Unnamed: 0,admit,gre,gpa,prestige,prestige_1,prestige_2,prestige_3,prestige_4
0,0,380.0,3.61,3.0,0.0,0.0,1.0,1.0
1,1,660.0,3.67,3.0,0.0,0.0,1.0,1.0
2,1,800.0,4.00,1.0,1.0,0.0,0.0,0.0
3,1,640.0,3.19,4.0,0.0,0.0,0.0,0.0
4,0,520.0,2.93,4.0,0.0,0.0,0.0,0.0
...,...,...,...,...,...,...,...,...
395,0,620.0,4.00,2.0,0.0,1.0,0.0,0.0
396,0,560.0,3.04,3.0,0.0,0.0,1.0,1.0
397,0,460.0,2.63,2.0,0.0,1.0,0.0,0.0
398,0,700.0,3.65,2.0,0.0,1.0,0.0,0.0


> ### Question 3.  How many of these binary variables do we need for modeling?

Answer: three!

> ### Question 4.  Why are we doing this?

Answer: because prestige is an ordinal value, and so we should treat it as a categorical variable

> ### Question 5.  Add all these binary variables in the dataset and remove the now redundant `prestige` feature.

In [25]:
#df.drop(['prestige'],axis=1,inplace=True)

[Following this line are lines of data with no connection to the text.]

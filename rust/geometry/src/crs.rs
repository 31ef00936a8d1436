// This Source Code Form is subject to the terms of the Mozilla Public
// License, v. 2.0. If a copy of the MPL was not distributed with this
// file, You can obtain one at https://mozilla.org/MPL/2.0/.

//! Coordinate Reference Systems and Projection
//!
//! Geographic coordinates (degrees) are not isometric, so a distance given
//! in meters only means something after projecting into a metric CRS. The
//! [`Projector`] carries a geographic/metric pair and moves shapes between
//! them.
//!
//! Supported systems:
//! - EPSG:4326 - WGS84 longitude/latitude in degrees
//! - EPSG:3395 - World Mercator on the WGS84 ellipsoid
//! - EPSG:3857 - Web (spherical) Mercator
//! - Planar - unitless cartesian plane, only projectable onto itself

use std::f64::consts::{FRAC_PI_2, FRAC_PI_4};
use std::fmt;
use std::str::FromStr;

use geo::{Coord, MapCoords, Polygon};
use serde::{Deserialize, Serialize};

use crate::error::{Error, Result};
use crate::shape::Shape;

/// WGS84 semi-major axis in meters
const WGS84_A: f64 = 6_378_137.0;

/// WGS84 first eccentricity
const WGS84_E: f64 = 0.081_819_190_842_621_5;

/// Convergence threshold for the inverse ellipsoidal Mercator (radians)
const INVERSE_EPSILON: f64 = 1e-12;

/// Iteration cap for the inverse ellipsoidal Mercator
const INVERSE_MAX_ITERATIONS: usize = 16;

/// A coordinate reference system known to the projector
#[derive(Debug, Clone, Copy, PartialEq, Eq, Hash, Serialize, Deserialize)]
#[serde(try_from = "String", into = "String")]
pub enum Crs {
    /// WGS84 geographic, degrees
    Epsg4326,
    /// World Mercator, meters
    Epsg3395,
    /// Web Mercator, meters
    Epsg3857,
    /// Cartesian plane without a datum
    Planar,
}

impl Crs {
    /// EPSG code, if the system has one
    pub fn epsg_code(&self) -> Option<u32> {
        match self {
            Crs::Epsg4326 => Some(4326),
            Crs::Epsg3395 => Some(3395),
            Crs::Epsg3857 => Some(3857),
            Crs::Planar => None,
        }
    }

    /// OGC URN used in the GeoJSON `crs` member
    pub fn urn(&self) -> String {
        match self {
            Crs::Epsg4326 => "urn:ogc:def:crs:OGC:1.3:CRS84".to_string(),
            Crs::Epsg3395 | Crs::Epsg3857 => {
                format!("urn:ogc:def:crs:EPSG::{}", self.epsg_code().unwrap_or_default())
            }
            Crs::Planar => "planar".to_string(),
        }
    }

    fn from_code(code: u32) -> Option<Self> {
        match code {
            4326 => Some(Crs::Epsg4326),
            3395 => Some(Crs::Epsg3395),
            3857 | 900913 => Some(Crs::Epsg3857),
            _ => None,
        }
    }
}

impl fmt::Display for Crs {
    fn fmt(&self, f: &mut fmt::Formatter<'_>) -> fmt::Result {
        match self.epsg_code() {
            Some(code) => write!(f, "EPSG:{}", code),
            None => write!(f, "PLANAR"),
        }
    }
}

impl FromStr for Crs {
    type Err = Error;

    /// Accepts `EPSG:4326`, `epsg:3395`, `urn:ogc:def:crs:EPSG::3857`,
    /// `urn:ogc:def:crs:OGC:1.3:CRS84`, `CRS84` and `planar`
    fn from_str(s: &str) -> Result<Self> {
        let trimmed = s.trim();
        let upper = trimmed.to_ascii_uppercase();

        if upper == "PLANAR" {
            return Ok(Crs::Planar);
        }
        if upper.ends_with("CRS84") {
            return Ok(Crs::Epsg4326);
        }

        // URNs may carry a version segment before the code
        let digits = if upper.starts_with("URN:OGC:DEF:CRS:EPSG:") {
            upper.rsplit(':').next()
        } else {
            upper.strip_prefix("EPSG:")
        };
        let code = digits.and_then(|d| d.parse::<u32>().ok());

        code.and_then(Crs::from_code)
            .ok_or_else(|| Error::UnsupportedCrs(trimmed.to_string()))
    }
}

impl TryFrom<String> for Crs {
    type Error = Error;

    fn try_from(value: String) -> Result<Self> {
        value.parse()
    }
}

impl From<Crs> for String {
    fn from(crs: Crs) -> Self {
        crs.to_string()
    }
}

/// Moves shapes between a source CRS and a target CRS
///
/// `project` goes source -> target, `unproject` goes target -> source. When
/// both sides are the same system the projector is the identity.
#[derive(Debug, Clone, Copy, PartialEq)]
pub struct Projector {
    source: Crs,
    target: Crs,
}

impl Projector {
    /// Create a projector, rejecting pairs with no transform between them
    pub fn new(source: Crs, target: Crs) -> Result<Self> {
        if source != target && (source == Crs::Planar || target == Crs::Planar) {
            return Err(Error::UnsupportedCrs(format!(
                "no transform between {} and {}",
                source, target
            )));
        }
        Ok(Self { source, target })
    }

    /// Projector that leaves coordinates untouched
    pub fn identity(crs: Crs) -> Self {
        Self {
            source: crs,
            target: crs,
        }
    }

    #[inline]
    pub fn source(&self) -> Crs {
        self.source
    }

    #[inline]
    pub fn target(&self) -> Crs {
        self.target
    }

    #[inline]
    pub fn is_identity(&self) -> bool {
        self.source == self.target
    }

    /// Transform a shape from the source CRS into the target CRS
    pub fn project(&self, shape: &Shape) -> Result<Shape> {
        transform_shape(shape, self.source, self.target)
    }

    /// Transform a shape from the target CRS back into the source CRS
    pub fn unproject(&self, shape: &Shape) -> Result<Shape> {
        transform_shape(shape, self.target, self.source)
    }

    /// Transform a single coordinate from source to target
    pub fn project_coord(&self, coord: Coord<f64>) -> Result<Coord<f64>> {
        transform_coord(coord, self.source, self.target)
    }

    /// Transform a single coordinate from target to source
    pub fn unproject_coord(&self, coord: Coord<f64>) -> Result<Coord<f64>> {
        transform_coord(coord, self.target, self.source)
    }
}

fn transform_shape(shape: &Shape, from: Crs, to: Crs) -> Result<Shape> {
    if from == to {
        return Ok(shape.clone());
    }

    let transform_polygon = |polygon: &Polygon<f64>| -> Result<Polygon<f64>> {
        polygon.try_map_coords(|coord| transform_coord(coord, from, to))
    };

    match shape {
        Shape::Simple(polygon) => Ok(Shape::Simple(transform_polygon(polygon)?)),
        Shape::Multi(polygons) => Ok(Shape::Multi(
            polygons
                .iter()
                .map(transform_polygon)
                .collect::<Result<Vec<_>>>()?,
        )),
    }
}

/// Route a coordinate through geographic WGS84 when the systems differ
fn transform_coord(coord: Coord<f64>, from: Crs, to: Crs) -> Result<Coord<f64>> {
    if from == to {
        return Ok(coord);
    }

    let geographic = match from {
        Crs::Epsg4326 => coord,
        Crs::Epsg3395 => ellipsoidal_mercator_inverse(coord)?,
        Crs::Epsg3857 => spherical_mercator_inverse(coord)?,
        Crs::Planar => return Err(Error::UnsupportedCrs(format!("{} -> {}", from, to))),
    };

    let out = match to {
        Crs::Epsg4326 => geographic,
        Crs::Epsg3395 => ellipsoidal_mercator_forward(geographic)?,
        Crs::Epsg3857 => spherical_mercator_forward(geographic)?,
        Crs::Planar => return Err(Error::UnsupportedCrs(format!("{} -> {}", from, to))),
    };

    if out.x.is_finite() && out.y.is_finite() {
        Ok(out)
    } else {
        Err(Error::Projection(format!(
            "({}, {}) has no finite image in {}",
            coord.x, coord.y, to
        )))
    }
}

fn check_latitude(coord: Coord<f64>) -> Result<()> {
    if !coord.x.is_finite() || !coord.y.is_finite() || coord.y.abs() >= 90.0 {
        return Err(Error::Projection(format!(
            "latitude {} outside the Mercator domain",
            coord.y
        )));
    }
    Ok(())
}

fn check_finite(coord: Coord<f64>) -> Result<()> {
    if coord.x.is_finite() && coord.y.is_finite() {
        Ok(())
    } else {
        Err(Error::Projection(format!(
            "non-finite coordinate ({}, {})",
            coord.x, coord.y
        )))
    }
}

/// EPSG:4326 -> EPSG:3395
#[inline]
fn ellipsoidal_mercator_forward(coord: Coord<f64>) -> Result<Coord<f64>> {
    check_latitude(coord)?;
    let lambda = coord.x.to_radians();
    let phi = coord.y.to_radians();
    let e_sin = WGS84_E * phi.sin();

    let x = WGS84_A * lambda;
    let y = WGS84_A
        * ((FRAC_PI_4 + phi / 2.0).tan() * ((1.0 - e_sin) / (1.0 + e_sin)).powf(WGS84_E / 2.0))
            .ln();

    Ok(Coord { x, y })
}

/// EPSG:3395 -> EPSG:4326, fixed-point iteration on the conformal latitude
fn ellipsoidal_mercator_inverse(coord: Coord<f64>) -> Result<Coord<f64>> {
    check_finite(coord)?;
    let t = (-coord.y / WGS84_A).exp();
    let mut phi = FRAC_PI_2 - 2.0 * t.atan();

    for _ in 0..INVERSE_MAX_ITERATIONS {
        let e_sin = WGS84_E * phi.sin();
        let next =
            FRAC_PI_2 - 2.0 * (t * ((1.0 - e_sin) / (1.0 + e_sin)).powf(WGS84_E / 2.0)).atan();
        let delta = (next - phi).abs();
        phi = next;
        if delta < INVERSE_EPSILON {
            break;
        }
    }

    Ok(Coord {
        x: (coord.x / WGS84_A).to_degrees(),
        y: phi.to_degrees(),
    })
}

/// EPSG:4326 -> EPSG:3857
#[inline]
fn spherical_mercator_forward(coord: Coord<f64>) -> Result<Coord<f64>> {
    check_latitude(coord)?;
    let phi = coord.y.to_radians();
    Ok(Coord {
        x: WGS84_A * coord.x.to_radians(),
        y: WGS84_A * (FRAC_PI_4 + phi / 2.0).tan().ln(),
    })
}

/// EPSG:3857 -> EPSG:4326
#[inline]
fn spherical_mercator_inverse(coord: Coord<f64>) -> Result<Coord<f64>> {
    check_finite(coord)?;
    Ok(Coord {
        x: (coord.x / WGS84_A).to_degrees(),
        y: (2.0 * (coord.y / WGS84_A).exp().atan() - FRAC_PI_2).to_degrees(),
    })
}

#[cfg(test)]
mod tests {
    use super::*;
    use crate::shape::rectangle;
    use approx::assert_relative_eq;

    #[test]
    fn test_parse_crs_identifiers() {
        assert_eq!("EPSG:4326".parse::<Crs>().unwrap(), Crs::Epsg4326);
        assert_eq!("epsg:3395".parse::<Crs>().unwrap(), Crs::Epsg3395);
        assert_eq!("urn:ogc:def:crs:EPSG::3857".parse::<Crs>().unwrap(), Crs::Epsg3857);
        assert_eq!(
            "urn:ogc:def:crs:OGC:1.3:CRS84".parse::<Crs>().unwrap(),
            Crs::Epsg4326
        );
        assert_eq!("planar".parse::<Crs>().unwrap(), Crs::Planar);

        assert!(matches!(
            "EPSG:27700".parse::<Crs>(),
            Err(Error::UnsupportedCrs(_))
        ));
        assert!("not a crs".parse::<Crs>().is_err());
        assert_eq!(
            "urn:ogc:def:crs:EPSG:6.3:3395".parse::<Crs>().unwrap(),
            Crs::Epsg3395
        );
    }

    #[test]
    fn test_display_round_trips() {
        for crs in [Crs::Epsg4326, Crs::Epsg3395, Crs::Epsg3857, Crs::Planar] {
            assert_eq!(crs.to_string().parse::<Crs>().unwrap(), crs);
        }
    }

    #[test]
    fn test_origin_maps_to_origin() {
        let projector = Projector::new(Crs::Epsg4326, Crs::Epsg3395).unwrap();
        let p = projector.project_coord(Coord { x: 0.0, y: 0.0 }).unwrap();
        assert_relative_eq!(p.x, 0.0, epsilon = 1e-9);
        assert_relative_eq!(p.y, 0.0, epsilon = 1e-9);
    }

    #[test]
    fn test_one_degree_of_longitude() {
        let projector = Projector::new(Crs::Epsg4326, Crs::Epsg3395).unwrap();
        let p = projector.project_coord(Coord { x: 1.0, y: 0.0 }).unwrap();
        assert_relative_eq!(p.x, 111_319.490_793_273_6, epsilon = 1e-6);
    }

    #[test]
    fn test_ellipsoid_is_flatter_than_sphere() {
        let world = Projector::new(Crs::Epsg4326, Crs::Epsg3395).unwrap();
        let web = Projector::new(Crs::Epsg4326, Crs::Epsg3857).unwrap();
        let c = Coord { x: 0.0, y: 45.0 };

        let y_world = world.project_coord(c).unwrap().y;
        let y_web = web.project_coord(c).unwrap().y;

        assert!(y_world < y_web);
        assert_relative_eq!(y_web, 5_621_521.486, epsilon = 1e-2);
    }

    #[test]
    fn test_round_trip_world_mercator() {
        let projector = Projector::new(Crs::Epsg4326, Crs::Epsg3395).unwrap();
        for &(lon, lat) in &[(10.0, 45.0), (-122.4, 37.8), (85.3, 27.7), (0.0, -80.0)] {
            let c = Coord { x: lon, y: lat };
            let back = projector
                .unproject_coord(projector.project_coord(c).unwrap())
                .unwrap();
            assert_relative_eq!(back.x, lon, epsilon = 1e-9);
            assert_relative_eq!(back.y, lat, epsilon = 1e-9);
        }
    }

    #[test]
    fn test_between_mercators_goes_through_geographic() {
        let projector = Projector::new(Crs::Epsg3395, Crs::Epsg3857).unwrap();
        let world = Projector::new(Crs::Epsg4326, Crs::Epsg3395).unwrap();
        let c = world.project_coord(Coord { x: 12.0, y: 50.0 }).unwrap();

        let web = projector.project_coord(c).unwrap();
        let back = projector.unproject_coord(web).unwrap();
        assert_relative_eq!(back.x, c.x, epsilon = 1e-6);
        assert_relative_eq!(back.y, c.y, epsilon = 1e-6);
    }

    #[test]
    fn test_pole_is_a_projection_error() {
        let projector = Projector::new(Crs::Epsg4326, Crs::Epsg3395).unwrap();
        let result = projector.project_coord(Coord { x: 0.0, y: 90.0 });
        assert!(matches!(result, Err(Error::Projection(_))));
    }

    #[test]
    fn test_planar_only_projects_onto_itself() {
        assert!(Projector::new(Crs::Planar, Crs::Planar).is_ok());
        assert!(matches!(
            Projector::new(Crs::Epsg4326, Crs::Planar),
            Err(Error::UnsupportedCrs(_))
        ));
    }

    #[test]
    fn test_identity_returns_equal_shape() {
        let shape = Shape::from(rectangle(0.0, 0.0, 1.0, 1.0));
        let projector = Projector::identity(Crs::Planar);
        assert!(projector.is_identity());
        assert_eq!(projector.project(&shape).unwrap(), shape);
        assert_eq!(projector.unproject(&shape).unwrap(), shape);
    }

    #[test]
    fn test_shape_round_trip() {
        let shape = Shape::Multi(vec![
            rectangle(85.30, 27.70, 85.31, 27.71),
            rectangle(85.32, 27.70, 85.33, 27.71),
        ]);
        let projector = Projector::new(Crs::Epsg4326, Crs::Epsg3395).unwrap();
        let projected = projector.project(&shape).unwrap();
        assert!(projected.bounding_box().unwrap().min_x > 9_000_000.0);

        let back = projector.unproject(&projected).unwrap();
        let a = shape.bounding_box().unwrap();
        let b = back.bounding_box().unwrap();
        assert_relative_eq!(a.min_x, b.min_x, epsilon = 1e-9);
        assert_relative_eq!(a.max_y, b.max_y, epsilon = 1e-9);
    }
}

## Part C.  Hand calculating odds ratios

Let's develop our intuition about expected outcomes by hand calculating odds ratios.

> ### Question 6.  Create a frequency table for `prestige = 1` and whether or not an applicant was admitted.

In [26]:
print df[df.prestige_1==1].admit.sum()
#print df[df.prestige_1==1].prestige.sum()
print df.admit.sum()
print df[df.prestige_1!=1].admit.sum()
#print df[df.prestige_1!=1].prestige.sum()

33
126
93


In [27]:
pd.crosstab(df.prestige, df.admit, margins=True)

admit,0,1,All
prestige,Unnamed: 1_level_1,Unnamed: 2_level_1,Unnamed: 3_level_1
1.0,28,33,61
2.0,95,53,148
3.0,93,28,121
4.0,55,12,67
All,271,126,397


> ### Question 7.  Use the frequency table above to calculate the odds of being admitted to graduate school for applicants that attended the most prestigious undergraduate schools.

In [28]:
33.0/61

0.5409836065573771

> ### Question 8.  Now calculate the odds of admission for undergraduates who did not attend a #1 ranked college.

In [29]:
93.0/927

0.10032362459546926

> ### Question 9.  Finally, what's the odds ratio?

In [30]:
(33.0/61)/(93.0/927)

5.392384981491275

> ### Question 10.  Write this finding in a sentenance.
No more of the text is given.